No tenía fuerzas para ir hasta el extremo de la parcela donde estaban los contenedores, decía. No había forma de que aprendiera.
La colada bailaba en el viejo y oxidado tendedero, que emitía un sonoro quejido cuando el viento lo movía. Henning Nyman miró a su madre que se inclinaba con esfuerzo para recoger el barreño de plástico vacío del suelo. De los gastados zapatos marrones salían sus tobillos hinchados. Sentía una especie de ira cuando la miraba. Había dedicado toda su vida a portarse bien y controlarse. Su madre tenía la culpa de todo, de que su padre los hubiera dejado y se mudara a América. América era una expresión anticuada para decir Estados Unidos, pero su madre siempre lo decía así. Simplemente se fue a América, decía. Henning no podía recordar que su padre les hubiera sonreído alguna vez a él o a Wiggo. No hubo muchos castigos físicos, porque no hacían falta. El respeto y la angustia producto del carácter del padre eran más que suficientes. Henning tenía doce años cuando se marchó; Wiggo dos.

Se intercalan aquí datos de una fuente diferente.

impl MatchActor {
    async fn run(mut self, mut mailbox: mpsc::Receiver<MatchCommand>) {
        let match_id = self.core.match_id();
        info!(
            match_id = %match_id,
            "🏟️ {} match preparing: {} red vs {} blue",
            self.core.kind(),
            self.core.members(Side::Red).len(),
            self.core.members(Side::Blue).len()
        );
        self.broadcast_phase().await;

        let tick = self.timings.score_tick;
        let mut ticker = interval_at(self.deadline + tick, tick);
        ticker.set_missed_tick_behavior(MissedTickBehavior::Skip);

        loop {
            tokio::select! {
                command = mailbox.recv() => {
                    let Some(command) = command else { break };
                    if self.handle(command).await.is_break() {
                        break;
                    }
                }
                _ = ticker.tick(), if self.core.phase() == MatchPhase::Active => self.score_tick().await,
                () = sleep_until(self.deadline) => {
                    if self.on_deadline().await.is_break() {
                        break;
                    }
                }
            }
        }

        debug!(match_id = %match_id, "Match {} stopped", self.id);
    }

    async fn handle(&mut self, command: MatchCommand) -> ControlFlow<()> {
        match command {
            MatchCommand::ReportKill { killer, victim, reply } => {
                let result = self.report_kill(killer, victim).await;
                let _ = reply.send(result);
            }
            MatchCommand::Act { character, action, reply } => {
                let result = self.act(character, action).await;
                let _ = reply.send(result);
            }
            MatchCommand::Leave { character, reply } => {
                let result = self.leave(character).await;
                let _ = reply.send(result);
            }
            MatchCommand::Snapshot(reply) => {
                let _ = reply.send(self.snapshot());
            }
            MatchCommand::Stop => return ControlFlow::Break(()),
            #[cfg(test)]
            MatchCommand::Crash => panic!("injected match fault"),
        }
        ControlFlow::Continue(())
    }

    async fn on_deadline(&mut self) -> ControlFlow<()> {
        let now = Instant::now();
        match self.core.phase() {
            MatchPhase::Preparation => {
                self.core.advance(now);
                self.deadline = now + self.timings.active;
                info!(match_id = %self.core.match_id(), "⚔️ Match is live");
                self.broadcast_phase().await;
            }
            MatchPhase::Active => {
                let victory = self.rules.on_timeout(&self.core);
                self.finish(victory).await;
            }
            MatchPhase::Ending => self.complete().await,
            MatchPhase::Complete => return ControlFlow::Break(()),
        }
        ControlFlow::Continue(())
    }

    async fn report_kill(&mut self, killer: CharacterId, victim: CharacterId) -> Result<Scoreboard, MatchError> {
        let (killer_side, victim_side) = self.core.record_kill(killer, victim)?;
        debug!(match_id = %self.core.match_id(), "💀 {} killed {}", killer, victim);
        let victory = self.rules.on_kill(&mut self.core, killer, killer_side, victim_side);
        self.after_scoring(victory).await;
        Ok(self.core.scoreboard())
    }

    async fn act(&mut self, character: CharacterId, action: MatchAction) -> Result<ActionOutcome, MatchError> {
        self.core.require_active()?;
        self.core.active_participant(character)?;
        let before = self.core.scoreboard();
        let (outcome, victory) = self.rules.on_action(&mut self.core, character, action)?;
        debug!(match_id = %self.core.match_id(), "🎯 {} {:?}", character, outcome);
        if self.core.scoreboard() != before || victory.is_some() {
            self.after_scoring(victory).await;
        }
        Ok(outcome)
    }

    async fn leave(&mut self, character: CharacterId) -> Result<(), MatchError> {
        let match_id = self.core.match_id();
        match self.core.phase() {
            MatchPhase::Preparation => {
                self.core.withdraw(character)?;
                info!(match_id = %match_id, "🚪 {} withdrew before the start", character);
            }
            MatchPhase::Active => {
                let participant = self.core.participant_mut(character)?;
                if participant.deserted {
                    return Ok(());
                }
                participant.deserted = true;
                participant.alive = false;
                let side = participant.side;
                warn!(match_id = %match_id, "🏳️ {} deserted the match", character);
                let _ = self.events.send(MatchEvent::Deserted { match_id, character });
                if let Some(victory) = self.rules.on_departure(&mut self.core, side) {
                    self.finish(victory).await;
                }
            }
            MatchPhase::Ending | MatchPhase::Complete => {
                self.core.participant(character)?;
            }
        }
        Ok(())
    }

    async fn score_tick(&mut self) {
        let before = self.core.scoreboard();
        let victory = self.rules.on_score_tick(&mut self.core);
        if self.core.scoreboard() != before || victory.is_some() {
            self.after_scoring(victory).await;
        }
    }

    async fn after_scoring(&mut self, victory: Option<Victory>) {
        let score = self.core.scoreboard();
        let message = OutboundMessage::MatchScore {
            match_id: self.core.match_id(),
            red: score.red,
            blue: score.blue,
        };
        self.broadcast(message).await;
        if let Some(victory) = victory {
            self.finish(victory).await;
        }
    }

    async fn finish(&mut self, victory: Victory) {
        let now = Instant::now();
        let match_id = self.core.match_id();
        if let Err(e) = self.core.decide(victory, now) {
            warn!(match_id = %match_id, "⚠️ Ignoring result {:?}: {}", victory, e);
            return;
        }
        self.deadline = now + self.timings.ending;

        let score = self.core.scoreboard();
        match victory.winner {
            Some(side) => info!(
                match_id = %match_id,
                "🏆 {} wins {}-{} ({:?})", side, score.red, score.blue, victory.reason
            ),
            None => info!(match_id = %match_id, "🤝 Draw {}-{} ({:?})", score.red, score.blue, victory.reason),
        }
        self.broadcast(OutboundMessage::MatchResult {
            match_id,
            winner: victory.winner,
        })
        .await;
        self.broadcast_phase().await;
    }

    async fn complete(&mut self) {
        let now = Instant::now();
        self.core.advance(now);
        self.deadline = now + self.timings.cleanup;
        let match_id = self.core.match_id();

        if let Err(e) = self.collaborators.persistence.record_match(self.core.to_record(now)).await {
            error!(match_id = %match_id, "❌ Failed to persist match result: {}", e);
        }
        self.apply_ratings().await;
        self.award_currency().await;

        let _ = self.events.send(MatchEvent::Finished {
            match_id,
            kind: self.core.kind(),
            victory: self.core.victory(),
        });
        info!(match_id = %match_id, "📦 Match complete");
        self.broadcast_phase().await;
    }

    async fn apply_ratings(&self) {
        let Some((red, blue)) = self.rules.rated_teams() else {
            return;
        };
        let bracket = self.rules.bracket();
        let (red_team, red_rating) = (red.team, red.rating);
        let (blue_team, blue_rating) = (blue.team, blue.rating);

        let (Some(mut red_record), Some(mut blue_record)) = (
            self.load_rating(red_team, bracket, red_rating).await,
            self.load_rating(blue_team, bracket, blue_rating).await,
        ) else {
            return;
        };

        let at = self.collaborators.clock.now();
        let (red_change, blue_change) = match self.core.victory().and_then(|v| v.winner) {
            Some(Side::Red) => apply_result(&mut red_record, &mut blue_record, at),
            Some(Side::Blue) => {
                let (blue_change, red_change) = apply_result(&mut blue_record, &mut red_record, at);
                (red_change, blue_change)
            }
            None => apply_draw(&mut red_record, &mut blue_record, at),
        };
        info!(
            match_id = %self.core.match_id(),
            bracket = %bracket,
            "📈 Ratings {} {:+} / {} {:+}",
            red_team,
            red_change.delta(),
            blue_team,
            blue_change.delta()
        );

        for record in [red_record, blue_record] {
            let team = record.team_id;
            if let Err(e) = self.collaborators.persistence.save_rating(record).await {
                error!(team = %team, "❌ Failed to save rating: {}", e);
            }
        }
    }

    async fn load_rating(&self, team: TeamId, bracket: Bracket, queued_at: u32) -> Option<RatingRecord> {
        match self.collaborators.persistence.rating(team, bracket).await {
            Ok(Some(record)) => Some(record),
            Ok(None) => Some(RatingRecord::new(team, bracket, queued_at)),
            Err(e) => {
                error!(team = %team, "❌ Rating lookup failed, result not rated: {}", e);
                None
            }
        }
    }

    async fn award_currency(&self) {
        let Some(rewards) = self.rules.rewards() else {
            return;
        };
        let winner = self.core.victory().and_then(|v| v.winner);
        let payouts: Vec<CurrencyReward> = self
            .core
            .participants()
            .filter(|p| !p.deserted)
            .map(|p| CurrencyReward {
                character: p.character,
                currency: rewards.currency,
                amount: match winner {
                    None => rewards.draw,
                    Some(side) if side == p.side => rewards.win,
                    Some(_) => rewards.loss,
                },
            })
            .collect();

        for reward in payouts {
            let character = reward.character;
            if let Err(e) = self.collaborators.persistence.award_currency(reward).await {
                warn!("⚠️ Failed to award currency to {}: {}", character, e);
            }
        }
    }

    fn snapshot(&self) -> MatchSnapshot {
        MatchSnapshot {
            match_id: self.core.match_id(),
            kind: self.core.kind(),
            phase: self.core.phase(),
            score: self.core.scoreboard(),
            victory: self.core.victory(),
            participants: self.core.participants().cloned().collect(),
            rules: self.rules.view(),
            phase_remaining: self.deadline.saturating_duration_since(Instant::now()),
        }
    }

    async fn broadcast_phase(&self) {
        let message = OutboundMessage::MatchPhase {
            match_id: self.core.match_id(),
            phase: self.core.phase().to_string(),
        };
        self.broadcast(message).await;
    }

    async fn broadcast(&self, message: OutboundMessage) {
        let recipients = self.core.everyone();
        if let Err(e) = self.collaborators.broadcaster.send(&recipients, message).await {
            warn!(match_id = %self.core.match_id(), "⚠️ Match broadcast failed: {}", e);
        }
    }
}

Henning Nyman levantó la cabeza y miró hacia el final del sembrado. Wiggo venía de camino en su Volvo blanco. La carretera se enrollaba como un cinturón sobre la pequeña colina. Las malas hierbas de la cuneta habían crecido tanto que sólo la mitad del coche era visible. Henning oía en la cabeza la voz de su hermano. Elna está muerta, un idiota la atropelló y se dio a la fuga. De pronto, su madre estaba a su lado con el barreño en la mano. Wiggo acababa de entrar en la última cuesta.
—Tú y yo tendremos que cuidar bien de Wiggo a partir de ahora.
Henning se apartó un poco. Su hermano pegó un frenazo levantando una polvareda alrededor del coche, salió de un salto y saludó con la cabeza a la madre y al hermano.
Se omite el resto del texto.